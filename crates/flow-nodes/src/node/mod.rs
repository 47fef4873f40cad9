//! Node adapters
//!
//! Each node owns its own selector / reconciler state; the host field
//! registry and change sink are passed in per call. Callers serialize calls
//! per node instance.

mod create_task;
mod edit;
mod info;
mod list;

pub use create_task::{
    task_payload, TaskCreateNode, TaskRequest, DEFAULT_TASK_STATUS, TASK_OUTPUTS, TASK_STATUSES,
};
pub use edit::{EntityEditNode, EDIT_STATIC_FIELDS};
pub use info::{entity_summary, EntityInfoNode, InfoOutcome, InfoRequest, INFO_INPUTS, INFO_OUTPUTS};
pub use list::ListNode;

use crate::entity::{EntitySelector, EntityType};
use crate::error::NodeError;
use crate::source::{detect_entity_type, RecordSource};
use flow_fields::{ChangeSink, FieldName, FieldRegistry};

/// Execution-control fields every host node carries
pub const HOST_CONTROL_FIELDS: [&str; 4] = ["exec_in", "exec_out", "execution_environment", "job_group"];

/// Write a static output and notify the sink
///
/// A rejected write is logged; the notification is still sent so the UI
/// shows the new value.
pub(crate) fn publish_output<R, K>(registry: &mut R, sink: &mut K, name: &str, value: &str)
where
    R: FieldRegistry + ?Sized,
    K: ChangeSink + ?Sized,
{
    let field = FieldName::from(name);
    if let Err(err) = registry.set_field_value(&field, value) {
        tracing::error!("failed to set output '{}': {}", field, err);
    }
    sink.field_changed(&field, value);
}

/// Resolve the entity type, detecting it when unknown
///
/// A detected type is pushed to the `entity_type` field.
pub(crate) fn resolve_target<S, R, K>(
    target: EntitySelector,
    id: i64,
    source: &S,
    registry: &mut R,
    sink: &mut K,
) -> Result<EntityType, NodeError>
where
    S: RecordSource + ?Sized,
    R: FieldRegistry + ?Sized,
    K: ChangeSink + ?Sized,
{
    match target {
        EntitySelector::Known(entity_type) => Ok(entity_type),
        EntitySelector::Unknown => {
            let detected = detect_entity_type(source, id)?;
            publish_output(registry, sink, "entity_type", &detected.name());
            Ok(detected)
        }
    }
}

TASK TO COMPLETE >>
Lines containing the word "EntitySelector": copy every one of them from the records above.

ANSWER FOR THE TASK >>
use crate::entity::{EntitySelector, EntityType};
    target: EntitySelector,
        EntitySelector::Known(entity_type) => Ok(entity_type),
        EntitySelector::Unknown => {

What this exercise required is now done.